Meski Lena sudah menjelaskan ada teman lain bukan hanya dengan Bram saja. Tapi Ken seolah menutup mata. Bukan teman lainnya yang dicemaskan tapi Bram lah yang malah dicemaskannya.
Lena :"Maaf sayang, aku harus mengerjakan tugas kelompok kami." jelasnya dengan nada menyesal.
Belum ada jawaban dari Ken. Ketara sekali. Kekasihnya itu tengah merajuk karena kencannya lagi-lagi harus dibatalkan lagi. Mungkin ini yang ketiga kalinya.
Lena :"Please baby..." rayunya memelas dengan merendahkan suaranya lebih mesra dan genit.
Ken :"Ok... baiklah." jawabnya tegas.
Dia memang tak bisa lebih lama kesal pada kekasihnya. Dia hanya kesal pada Bram membuat kekasihnya terpaksa membatalkan kencannya lagi-lagi.
Kalau saja Bram bukan sahabat Lena, Ken pasti akan meminta Bram menjauhi Lena. Ken sudah menyingkirkan semua pria yang berusaha mengganggu kencannya.
Lena :"Thanks baby... muach..." Lena menutup ponselnya setelah terdengar helaan nafas makhlum kekasihnya.

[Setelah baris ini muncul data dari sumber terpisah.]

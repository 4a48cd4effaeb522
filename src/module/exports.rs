//! Export lowering and the default export return fix-up.
//!
//! The host loader expects a module callback to return its primary value,
//! so a module with a default export returns that value alone. Any named
//! exports living alongside a default export are dropped from the module
//! value.
use std::borrow::Cow;
use std::sync::LazyLock;

use regex::{Captures, Regex};

use crate::error::{Error, Result};

/// Local object collecting the exports of a lowered ES module.
pub const EXPORTS: &str = "_exports";

static REEXPORT: LazyLock<Regex> = LazyLock::new(|| {
    Regex::new(
        r#"(?m)^[ \t]*export\s*(?:\*(?:\s*as\s+[\w$]+)?|\{[^}]*\})\s*from\b"#,
    )
    .unwrap()
});

static EXPORT_LIST: LazyLock<Regex> = LazyLock::new(|| {
    Regex::new(r#"(?m)^[ \t]*export\s*\{([^}]*)\}[ \t]*;?[ \t]*(?:\r?\n)?"#)
        .unwrap()
});

static EXPORT_DEFAULT: LazyLock<Regex> = LazyLock::new(|| {
    Regex::new(r#"(?m)^([ \t]*)export\s+default\s+"#).unwrap()
});

static EXPORT_DECL: LazyLock<Regex> = LazyLock::new(|| {
    Regex::new(
        r#"(?m)^([ \t]*)export\s+((?:async\s+)?function\s*\*?\s*([\w$]+)|class\s+([\w$]+)|(?:const|let|var)\s+([\w$]+))"#,
    )
    .unwrap()
});

static DEFAULT_ASSIGN: LazyLock<Regex> = LazyLock::new(|| {
    Regex::new(
        r#"\b(_?exports)(?:\.default|\[\s*["']default["']\s*\])\s*=(?:[^=]|\z)"#,
    )
    .unwrap()
});

static DEFAULT_PROPERTY: LazyLock<Regex> = LazyLock::new(|| {
    Regex::new(
        r#"Object\s*\.\s*defineProperty\s*\(\s*(_?exports)\s*,\s*["']default["']"#,
    )
    .unwrap()
});

static DEFAULT_RETURN: LazyLock<Regex> = LazyLock::new(|| {
    Regex::new(
        r#"\breturn\s+_?exports(?:\.default|\[\s*["']default["']\s*\])"#,
    )
    .unwrap()
});

/// Body of an ES module with its export syntax removed.
#[derive(Debug, Clone, Default)]
pub struct LoweredExports {
    /// Body text without export keywords.
    pub body: String,
    /// Whether a default export was assigned to the exports object,
    /// either in place or as `export { x as default }`.
    pub has_default: bool,
    /// Named exports as `(local, exported)` pairs in source order.
    pub named: Vec<(String, String)>,
}

impl LoweredExports {
    /// Determine if the module exports anything.
    pub fn has_exports(&self) -> bool {
        self.has_default || !self.named.is_empty()
    }
}

/// Strip export syntax from an ES module body.
pub fn lower(body: &str, identifier: &str) -> Result<LoweredExports> {
    if let Some(found) = REEXPORT.find(body) {
        return Err(Error::UnsupportedSyntax {
            identifier: identifier.to_string(),
            detail: format!("re-export `{}`", found.as_str().trim()),
        });
    }

    let mut named = Vec::new();

    let body = EXPORT_LIST.replace_all(body, |caps: &Captures| {
        named.extend(export_list(&caps[1]));
        String::new()
    });

    let mut has_default = EXPORT_DEFAULT.is_match(&body);
    let replacement = format!("${{1}}{}.default = ", EXPORTS);
    let body = EXPORT_DEFAULT.replace_all(&body, replacement.as_str());

    let body = EXPORT_DECL.replace_all(&body, |caps: &Captures| {
        let name = caps
            .get(3)
            .or_else(|| caps.get(4))
            .or_else(|| caps.get(5))
            .map(|m| m.as_str().to_string());
        if let Some(name) = name {
            named.push((name.clone(), name));
        }
        format!("{}{}", &caps[1], &caps[2])
    });

    has_default |= named.iter().any(|(_, exported)| exported == "default");

    Ok(LoweredExports {
        body: body.into_owned(),
        has_default,
        named,
    })
}

fn export_list(list: &str) -> Vec<(String, String)> {
    list.split(',')
        .map(|item| item.trim())
        .filter(|item| !item.is_empty())
        .map(|item| {
            let parts: Vec<&str> = item.split_whitespace().collect();
            match parts.as_slice() {
                [local, "as", exported] => {
                    (local.to_string(), exported.to_string())
                }
                _ => (item.to_string(), item.to_string()),
            }
        })
        .collect()
}

/// Find the default export slot assigned in `body`, eg: `_exports.default`.
pub fn default_export_slot(body: &str) -> Option<String> {
    DEFAULT_ASSIGN
        .captures(body)
        .or_else(|| DEFAULT_PROPERTY.captures(body))
        .map(|caps| format!("{}.default", &caps[1]))
}

/// Make a body assigning a default export return that value.
///
/// Bodies without a default export, or that already return it, are
/// returned unchanged.
pub fn ensure_default_return(body: &str) -> Cow<'_, str> {
    let slot = match default_export_slot(body) {
        Some(slot) => slot,
        None => return Cow::Borrowed(body),
    };
    if DEFAULT_RETURN.is_match(body) {
        return Cow::Borrowed(body);
    }
    log::debug!("Returning default export {}", slot);
    Cow::Owned(append_statement(body, &format!("return {};", slot)))
}

/// Append a statement as the last one of a function body.
pub(crate) fn append_statement(body: &str, statement: &str) -> String {
    let trimmed = body.trim_end();
    if !trimmed.contains('\n') {
        return format!("{} {} ", trimmed, statement);
    }
    let indent: String = trimmed
        .lines()
        .rev()
        .find(|line| !line.trim().is_empty())
        .map(|line| {
            line.chars().take_while(|c| c.is_whitespace()).collect()
        })
        .unwrap_or_default();
    format!("{}\n{}{}\n", trimmed, indent, statement)
}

Lena pun menghampiri Bram yang menunggu dengan teman lainnya.
"Ayo!"
"Kau tak masalah kan?" tanya Bram sedikit cemas. Karena saat melihat tampang Ken yang tidak mengenakkan.
Bram terlihat merasa bersalah. Namun bagaimana pun juga mereka harus mengerjakan tugas kelompok mereka, karena hanya tinggal beberapa waktu mereka harus skripsi, sidang dan sebentar lagi wisuda.

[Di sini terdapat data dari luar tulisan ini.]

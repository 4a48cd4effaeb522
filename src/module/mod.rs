//! Format detection and transformation of module sources.
pub mod dependencies;
pub mod detect;
pub mod emit;
pub mod exports;

pub use detect::{detect, DetectedModule, LoaderModule, LoaderShape};
pub use emit::{transform, TransformOptions, TransformResult};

Dirinya tak sulit itu, tapi teman yang lain sulit untuk mendapatkan nilai yang memuaskan seperti dirinya. Hanya dirinya yang dipercaya menghampiri Lena karena teman lainnya sudah mendapat ancaman dari Ken jika berani menghampiri dirinya saat berdua dengan Lena.
"Gak papa kok, kami bisa kencan lain kali." mungkin itu terdengar tak masalah bagi Lena, namun Bram tahu dari tatapan mata Ken tadi, Ken kesal saat dihampiri olehnya tadi.
Bram hanya mengedikkan kedua bahunya acuh.